The cause of ED can be primarily organic, psychogenic in nature, or a mixture of the two. In 85% of cases affecting men aged 50 and older, organic factors such as vascular disease and atherosclerosis of the penile artery are the cause.
Physical factors include:
These can include abnormal fears of the vagina, sexual guilt, fear of intimacy, or depression. ED may be situational (involving place, time or a particular partner), some perceived competitive defeat, or damage to self-esteem. Counseling may be required to resolve these issues. Psychological factors are strongly implicated if the patient has situational impotence, night or morning erections, or can achieve a firm erection by stimulation.
High blood levels of the pituitary gland hormone prolactin caused by pituitary gland disease can cause impotence. The prescription drug, bromocryptine (Parlodel), can correct the imbalance and enhance sexual desire by reversing this hormonal imbalance. Testosterone, the principal androgen, regulates sexual function in men and is a sexual libido booster in women as well. As a supplement, it will only help boost male libido if the blood levels are too low in the first place. Men with normal testosterone levels do not benefit from supplementation with this hormone.
For example, men who suffer from a sub-optimal libido should avoid alcohol because it decreases the body's ability to produce testosterone (male hormone). Alcohol not only decreases sexual function in the male but also increases the risk for heart attack, liver disease and prostate abnormalities. Other drugs which are common causes of impotence include antihypertensives, diuretics, narcotics, antidepressants and tranquilizers. Marijuana, cocaine and heavy cigarette smoking all decrease sexual capabilities by damaging the tiny blood vessels that supply blood to the penis.

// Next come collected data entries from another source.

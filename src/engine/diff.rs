//! Read-only walk computing what `apply` would change.
use super::report::{DiffReport, DotfileChange, PackageAction, PackageChange, ProgramChange};
use crate::adapters::{PackageManager, Registry};
use crate::config::{Config, PackageManagerConfig};
use crate::dotfiles::{DotfilesManager, Link};
use crate::error::{EngineError, Result};

pub(super) fn packages(registry: &Registry, config: &Config, report: &mut DiffReport) -> Result<()> {
    for (name, wanted) in &config.package_managers {
        let manager = registry
            .package_manager(name)
            .ok_or_else(|| EngineError::Validation(format!("unknown package manager '{name}'")))?;
        pending_packages(name, manager, wanted, report).map_err(|e| EngineError::adapter(name, &e))?;
    }
    Ok(())
}

fn pending_packages(
    name: &str,
    manager: &dyn PackageManager,
    wanted: &PackageManagerConfig,
    report: &mut DiffReport,
) -> anyhow::Result<()> {
    let mut push = |package: &str, action| {
        report.packages.push(PackageChange {
            manager: name.to_string(),
            name: package.to_string(),
            action,
        });
    };

    if let Some(taps) = manager.as_tap_support() {
        for tap in &wanted.taps {
            if !taps.is_tapped(tap)? {
                push(tap, PackageAction::Tap);
            }
        }
        for cask in &wanted.casks {
            if !taps.is_cask_installed(cask)? {
                push(cask, PackageAction::InstallCask);
            }
        }
    }
    for package in &wanted.install {
        if !manager.is_installed(package)? {
            push(package, PackageAction::Install);
        }
    }
    for package in &wanted.uninstall {
        if manager.is_installed(package)? {
            push(package, PackageAction::Uninstall);
        }
    }
    Ok(())
}

pub(super) fn programs(registry: &Registry, config: &Config, report: &mut DiffReport) -> Result<()> {
    for (name, options) in &config.programs {
        let handler = registry
            .program(name)
            .ok_or_else(|| EngineError::Validation(format!("unknown program '{name}'")))?;
        let diff = handler
            .diff_configuration(options)
            .map_err(|e| EngineError::adapter(name, &e))?;
        if diff.is_change() {
            report.programs.push(ProgramChange {
                name: name.clone(),
                diff,
            });
        }
    }
    Ok(())
}

pub(super) fn dotfiles(
    manager: &DotfilesManager,
    links: &[Link],
    report: &mut DiffReport,
) -> Result<()> {
    for link in links {
        let diff = manager.diff(link)?;
        if diff.is_change() {
            report.dotfiles.push(DotfileChange {
                name: link.name().to_string(),
                target: manager.effective_target(link),
                diff,
            });
        }
    }
    Ok(())
}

The two most frequently prescribed drugs for the treatment of ulcers are the stomach acid suppressors cimetidine and ranitidine. Both have been reported to decrease sperm count and produce impotence as one of their side effects. One of the mechanisms by which this occurs is the overgrowth of candida or other fungi that thrive in a low stomach acid environment secondary to these acid suppressing drugs. As the candida proliferate, they secrete many steroid hormones which are possibly antagonistic to testosterone and other androgens. A safer and more effective remedy that has been proven to be more effective than acid suppressing drugs in the treatment of peptic ulcers and hyperacidity is DGL (deglycyrrhizinated licorice). DGL is licorice without the portion that can affect the adrenal hormones and raise blood pressure.

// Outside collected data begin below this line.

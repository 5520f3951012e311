//! Collaborators the engine delegates to: package managers and program handlers.
//!
//! Adapters are looked up by name in a [`Registry`] that is built once and
//! injected into the [`Engine`](crate::engine::Engine).  Optional abilities
//! beyond the base [`PackageManager`] interface are exposed through
//! capability queries such as [`PackageManager::as_tap_support`].
mod git;
mod homebrew;
mod managed;
mod shell;

use std::collections::BTreeMap;
use std::fmt;
use std::path::Path;
use std::sync::Arc;

use anyhow::Result;
use serde::Serialize;

pub use git::GitHandler;
pub use homebrew::Homebrew;
pub use shell::ShellHandler;

use crate::exec::Executor;
use crate::mode::ExecutionMode;
use crate::state::ProgramOptions;

/// A package manager the engine can install and query packages through.
///
/// [`PackageManager::is_installed`] and [`PackageManager::list_installed`]
/// must be read-only; they are called from `diff`.
pub trait PackageManager {
    /// Registry name, e.g. `homebrew`.
    fn name(&self) -> &'static str;

    /// Install `names`.
    ///
    /// # Errors
    ///
    /// Returns an error if the underlying tool fails.
    fn install(&self, names: &[String]) -> Result<()>;

    /// Uninstall `names`.
    ///
    /// # Errors
    ///
    /// Returns an error if the underlying tool fails.
    fn uninstall(&self, names: &[String]) -> Result<()>;

    /// Upgrade `names`, or everything when `names` is empty.
    ///
    /// # Errors
    ///
    /// Returns an error if the underlying tool fails.
    fn update(&self, names: &[String]) -> Result<()>;

    /// Whether `name` is installed.
    ///
    /// # Errors
    ///
    /// Returns an error if the installed set cannot be queried.
    fn is_installed(&self, name: &str) -> Result<bool>;

    /// Every installed package name.
    ///
    /// # Errors
    ///
    /// Returns an error if the installed set cannot be queried.
    fn list_installed(&self) -> Result<Vec<String>>;

    /// Tap and cask operations, when this manager supports them.
    fn as_tap_support(&self) -> Option<&dyn TapSupport> {
        None
    }
}

/// Extra operations for managers with third-party repositories and casks.
pub trait TapSupport {
    /// Add the `user/repo` tap.
    ///
    /// # Errors
    ///
    /// Returns an error if the tap cannot be added.
    fn tap(&self, name: &str) -> Result<()>;

    /// Whether the `user/repo` tap is present.
    ///
    /// # Errors
    ///
    /// Returns an error if the tap list cannot be queried.
    fn is_tapped(&self, name: &str) -> Result<bool>;

    /// Install GUI applications distributed as casks.
    ///
    /// # Errors
    ///
    /// Returns an error if any cask fails to install.
    fn install_casks(&self, names: &[String]) -> Result<()>;

    /// Whether the cask `name` is installed.
    ///
    /// # Errors
    ///
    /// Returns an error if the cask list cannot be queried.
    fn is_cask_installed(&self, name: &str) -> Result<bool>;
}

/// Whether a program's configuration needs to be (re)written.
#[derive(Debug, Clone, Copy, PartialEq, Eq, Serialize)]
#[serde(rename_all = "snake_case")]
pub enum ProgramAction {
    /// The rendered configuration already matches.
    NoChange,
    /// The handler would write new configuration.
    Configure,
}

/// Result of [`ProgramHandler::diff_configuration`].
#[derive(Debug, Clone, PartialEq, Eq, Serialize)]
pub struct ProgramDiff {
    /// What `configure` would do.
    pub action: ProgramAction,
    /// Short explanation for reports.
    pub details: String,
}

impl ProgramDiff {
    /// Nothing to do.
    #[must_use]
    pub fn no_change(details: impl Into<String>) -> Self {
        Self {
            action: ProgramAction::NoChange,
            details: details.into(),
        }
    }

    /// `configure` would write.
    #[must_use]
    pub fn configure(details: impl Into<String>) -> Self {
        Self {
            action: ProgramAction::Configure,
            details: details.into(),
        }
    }

    /// Whether `configure` would write anything.
    #[must_use]
    pub const fn is_change(&self) -> bool {
        matches!(self.action, ProgramAction::Configure)
    }
}

/// Generates configuration for one program from an options map.
#[cfg_attr(test, mockall::automock)]
pub trait ProgramHandler {
    /// Registry name, e.g. `git`.
    fn name(&self) -> &'static str;

    /// Write the program's configuration.
    ///
    /// # Errors
    ///
    /// Returns an error if the options are unusable or the write fails.
    fn configure(&self, options: &ProgramOptions) -> Result<()>;

    /// Describe what [`ProgramHandler::configure`] would change.  Read-only.
    ///
    /// # Errors
    ///
    /// Returns an error if the options are unusable or the current
    /// configuration cannot be read.
    fn diff_configuration(&self, options: &ProgramOptions) -> Result<ProgramDiff>;
}

/// Name-keyed package managers and program handlers.
#[derive(Default)]
pub struct Registry {
    package_managers: BTreeMap<&'static str, Box<dyn PackageManager>>,
    programs: BTreeMap<&'static str, Box<dyn ProgramHandler>>,
}

impl fmt::Debug for Registry {
    fn fmt(&self, f: &mut fmt::Formatter<'_>) -> fmt::Result {
        f.debug_struct("Registry")
            .field("package_managers", &self.package_managers.keys())
            .field("programs", &self.programs.keys())
            .finish()
    }
}

impl Registry {
    /// An empty registry.
    #[must_use]
    pub fn new() -> Self {
        Self::default()
    }

    /// The built-in adapters: `homebrew`, `git` and `shell`.
    #[must_use]
    pub fn with_defaults(executor: Arc<dyn Executor>, mode: &ExecutionMode, home: &Path) -> Self {
        Self::new()
            .with_package_manager(Box::new(Homebrew::new(executor, mode.clone())))
            .with_program(Box::new(GitHandler::new(home, mode.clone())))
            .with_program(Box::new(ShellHandler::new(home, mode.clone())))
    }

    /// Register `manager` under its own name, replacing any previous one.
    #[must_use]
    pub fn with_package_manager(mut self, manager: Box<dyn PackageManager>) -> Self {
        self.package_managers.insert(manager.name(), manager);
        self
    }

    /// Register `handler` under its own name, replacing any previous one.
    #[must_use]
    pub fn with_program(mut self, handler: Box<dyn ProgramHandler>) -> Self {
        self.programs.insert(handler.name(), handler);
        self
    }

    /// Look up a package manager.
    #[must_use]
    pub fn package_manager(&self, name: &str) -> Option<&dyn PackageManager> {
        self.package_managers.get(name).map(AsRef::as_ref)
    }

    /// Look up a program handler.
    #[must_use]
    pub fn program(&self, name: &str) -> Option<&dyn ProgramHandler> {
        self.programs.get(name).map(AsRef::as_ref)
    }

    /// Registered package manager names, sorted.
    pub fn package_manager_names(&self) -> impl Iterator<Item = &'static str> + '_ {
        self.package_managers.keys().copied()
    }

    /// Registered program names, sorted.
    pub fn program_names(&self) -> impl Iterator<Item = &'static str> + '_ {
        self.programs.keys().copied()
    }
}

Men can experience a phenomenon which is similar to the female menopause between the ages of 40 and 55 referred to as the male andropause. Although controversial and denied by many medical experts, bodily changes accompanied by changes in attitudes and moods occur during this time and a man frequently begins to question his values, accomplishments and the direction of his life (a.k.a. mid-life crisis). Andropausal men might experience a reduced sexual desire or libido, reduced sexual potency or difficulty developing or maintaining erections, ejaculatory problems, reduced fertility and increased urinary frequency especially at night (nocturia), a weak urinary stream, hesitancy during urination, difficulty starting urination and urinary incontinence. These changes may be due, at least in part, to a gradual failure of the testicular production of testosterone, the male sex hormone.

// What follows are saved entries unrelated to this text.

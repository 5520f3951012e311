//! `dotfiles` binary: parses arguments and dispatches to a command.
use std::process::ExitCode;
use std::sync::Arc;

use anyhow::Result;
use clap::Parser;

use dotfiles_engine::cli::{Cli, Command};
use dotfiles_engine::commands;
use dotfiles_engine::logging::{self, Logger};

fn main() -> Result<ExitCode> {
    let _ = enable_ansi_support::enable_ansi_support();
    let args = Cli::parse();

    match &args.command {
        Command::Completions(opts) => {
            commands::completions::run(opts);
            return Ok(ExitCode::SUCCESS);
        }
        Command::Version => {
            commands::version::run();
            return Ok(ExitCode::SUCCESS);
        }
        _ => {}
    }

    let name = args.command_name();
    logging::init_subscriber(args.verbose, name);
    let log = Arc::new(Logger::new(name));

    match &args.command {
        Command::Apply(opts) => commands::apply::run(&args.global, opts, &log)?,
        Command::Diff(opts) => return commands::diff::run(&args.global, opts, &log),
        Command::Unlink(opts) => commands::unlink::run(&args.global, opts, &log)?,
        Command::Status(opts) => commands::status::run(&args.global, opts, &log)?,
        Command::Checkpoints => commands::checkpoints::run(&args.global, &log)?,
        Command::Cleanup(opts) => commands::cleanup::run(&args.global, opts, &log)?,
        Command::Rollback(opts) => commands::rollback::run(&args.global, opts, &log)?,
        Command::Completions(_) | Command::Version => {}
    }
    Ok(ExitCode::SUCCESS)
}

Viagra may help men who have been left impotent by prostate disease, diabetes or atherosclerosis, but some doctors are still prescribing it with caution, if at all. First, correct any lifestyle problems: reduce alcohol consumption, get sufficient exercise, watch what you eat, stop smoking, optimize your health, and improve your circulation with ginkgo, if needed. Don't use it with any form of heart disease. If you decide to try Viagra, discuss it with your spouse first and then work with your doctor to find the lowest effective dose. A 50mg tablet may be too little or too much.
"Gingko biloba Extract in the Therapy of Erectile Dysfunction," M. Sohn and R. Sikora, Journal of Sex Education Therapy, Vol. 17, 1991, pp.53-61.
A buildup of plaque in the penile arteries can lead to difficulty achieving or maintaining erection. A long-running study of over 2,000 men found that erectile dysfunction is associated with a more than threefold higher risk of heart attack. Lead researcher Dr. Steven J. Jacobsen, a professor of epidemiology at the Mayo Clinic, reported the findings Nov. 11, 2003 at the American Heart Association's annual conference in Orlando, Florida. According to Jacobsen, "We can't say that it is cause-and-effect, but erectile dysfunction is a marker for future events of cardiovascular disease." Overall, men with a heart attack from 1979 to 1995 were 3.5 times more likely to have erectile dysfunction in 1996 than men who did not have a heart attack.
Without sufficient testosterone the penile muscles atrophy, with the result that insufficient blood is trapped for developing or maintaining an erection, which in turn leads to poor performance and the anxiety that follows. One study found that low testosterone is a factor in 20% of men under 30 with erectile problems.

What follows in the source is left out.